Because the majority of apartments are studios or one-beds and are smaller than average for rented residential, AXA has created a café and coworking space in the lobby to give residents extra room.
The pool, gym and spa facilities are being refurbished on a rolling basis and are set for completion next year. These amenities and the gardens are open to the public to make the scheme part of the community.
And amid all that, the scheme is being made greener.
“The refreshment had two angles,” Ramlugun said. “At one end, you've got the aesthetics, the stuff that the consumer cares about — the bathrooms, the flooring, the furniture pack. But at the heart of what we did, we took it on its journey to net-zero.”
Air flow units, new heating systems and air quality sensors are being installed in every apartment to improve comfort and sustainability.

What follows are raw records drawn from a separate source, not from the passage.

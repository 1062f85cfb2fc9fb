//! The check execution engine.
//!
//! Takes an immutable check catalog and runs it to a fixed point:
//! plan → dispatch waves of levels with bounded parallelism → follow
//! routing events (backward `goto`, forward `run`, `on_finish`
//! wave-retry) → collect a structured result.

mod dispatcher;
mod runner;
mod waves;

use std::sync::Arc;

use indexmap::IndexMap;

use proctor_memory::MemoryStore;

use crate::cancel::CancelToken;
use crate::config::EngineOptions;
use crate::error::EngineResult;
use crate::events::{EventEmitter, NoOpEmitter};
use crate::provider::ProviderRegistry;
use crate::providers::WorkflowProvider;
use crate::results::RunResult;
use crate::spec::CheckSpec;
use crate::types::{CheckType, Duration, PrInfo};

pub(crate) use dispatcher::ScheduledCheck;

/// Configuration for one engine instance.
pub struct EngineConfig {
    /// Engine-level options (parallelism, fail-fast, limits).
    pub options: EngineOptions,
    /// Provider registry resolving check types.
    pub providers: Arc<ProviderRegistry>,
    /// Event bus adapter; fire-and-forget.
    pub emitter: Arc<dyn EventEmitter>,
    /// Process-wide memory store shared with nested runs.
    pub memory: Arc<MemoryStore>,
    /// PR context threaded into providers and expressions.
    pub pr: PrInfo,
}

impl std::fmt::Debug for EngineConfig {
    fn fmt(&self, f: &mut std::fmt::Formatter<'_>) -> std::fmt::Result {
        f.debug_struct("EngineConfig")
            .field("options", &self.options)
            .field("providers", &self.providers)
            .finish_non_exhaustive()
    }
}

impl EngineConfig {
    /// Create a configuration with the default provider registry
    /// (built-ins plus a `workflow` provider inheriting `options`), a
    /// no-op emitter, a fresh memory store, and an empty PR context.
    #[must_use]
    pub fn new(options: EngineOptions) -> Self {
        let mut providers = ProviderRegistry::with_defaults();
        providers.register(CheckType::Workflow.as_str(), WorkflowProvider);
        Self {
            options,
            providers: Arc::new(providers),
            emitter: Arc::new(NoOpEmitter),
            memory: Arc::new(MemoryStore::new()),
            pr: PrInfo::default(),
        }
    }
}

impl Default for EngineConfig {
    fn default() -> Self {
        Self::new(EngineOptions::default())
    }
}

/// Per-run options.
#[derive(Debug, Clone)]
pub struct RunOptions {
    /// The trigger event for this run; checks whose `triggers` do not
    /// include it are skipped with a trigger mismatch.
    pub event: String,
    /// When non-empty, only checks carrying at least one of these tags
    /// run.
    pub include_tags: Vec<String>,
    /// Checks carrying any of these tags are skipped.
    pub exclude_tags: Vec<String>,
    /// Capture per-execution debug records into the result.
    pub debug: bool,
    /// Global wall-clock budget; expiry cancels cooperatively.
    pub timeout: Option<Duration>,
    /// External cancellation signal; a fresh token is created when
    /// absent.
    pub cancel: Option<CancelToken>,
    /// Nested workflow depth; 0 for root runs.
    pub depth: u32,
    /// Run identifier; generated when absent.
    pub run_id: Option<String>,
}

impl Default for RunOptions {
    fn default() -> Self {
        Self {
            event: "manual".to_string(),
            include_tags: Vec::new(),
            exclude_tags: Vec::new(),
            debug: false,
            timeout: None,
            cancel: None,
            depth: 0,
            run_id: None,
        }
    }
}

/// Run a check catalog to completion.
///
/// Returns a structured [`RunResult`] whenever the run reaches a
/// terminal state, including planning cycles, which synthesize a
/// failed entry so statistics surface them rather than erroring out.
///
/// # Errors
///
/// Returns an error for invalid catalogs (dangling dependencies) or an
/// unrecoverable runner failure.
pub async fn run(
    checks: IndexMap<String, CheckSpec>,
    config: EngineConfig,
    run: RunOptions,
) -> EngineResult<RunResult> {
    crate::config::validate_catalog(&checks)?;
    runner::run_engine(checks, config, run).await
}

/// Run a loaded configuration document.
///
/// Convenience wrapper that installs the document's options into the
/// engine configuration before running.
///
/// # Errors
///
/// Same as [`run`].
pub async fn run_document(
    document: crate::config::LoadedConfig,
    mut config: EngineConfig,
    run_options: RunOptions,
) -> EngineResult<RunResult> {
    config.options = document.options;
    run(document.checks, config, run_options).await
}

AXA is removing fossil fuels from the operation of the building entirely, installing 40 air-source heat pumps in the first phase alone and placing 400 solar panels on the roofs. That will result in an 80% reduction in operational energy and a 95% reduction in carbon emissions.
Previously, the entire estate had one heating system that was turned on 1 October and switched off 31 May. Apartments didn’t have a thermostat — the heating was either on or off. It took two weeks after being switched on for the heat to reach all parts of the block. On warm spring days, residents would open the windows to let the heat out, and huge amounts of energy were lost due to inefficiency.
AXA has also overhauled how Dolphin Square is being managed, creating a wholly owned, standalone management company with a full-time staff. The management business has been set up so it can manage other BTR assets that AXA might buy, or indeed for third parties.
Some of the changes in management are practical and logistical. When it bought the scheme, every time a new tenant moved in and set up a direct debit mandate to pay their rent, they filled out a paper form that was posted to a bank — quite the lift for more than 1,200 flats.
Individual residents put their bins outside their door for collection, whereas now there are centralised rubbish chutes, and parcels and post are now amalgamated in centralised facilities.
But as important in making the project a success was a change of mindset in how the relationship between owner and residents was managed.
“This was a philosophical change and a cultural change as much as anything else that we've undertaken,” Dolphin Square’s Kacar said.
Existing residents were unsure, even suspicious, as to what a new owner might mean for the estate. That was especially true for those on protected tenancies, some of whom had lived in Dolphin Square for more than half a century. If they had dug their heels in, it would have been very difficult for AXA to get vacant possession of entire blocks.
To win trust, the senior management of Dolphin Square held — and continues to hold — weekly meetings to talk through individual issues residents might have with their current accommodation or to answer questions about the plans for the refurbishment.
Staff of the management company have been empowered to make individual decisions wherever possible so that meeting resident needs is not held up by bureaucracy.
“In the beginning, it was relatively hostile, but we put that effort in to win these people over,” Kacar said. “And winning them over rested on being human.”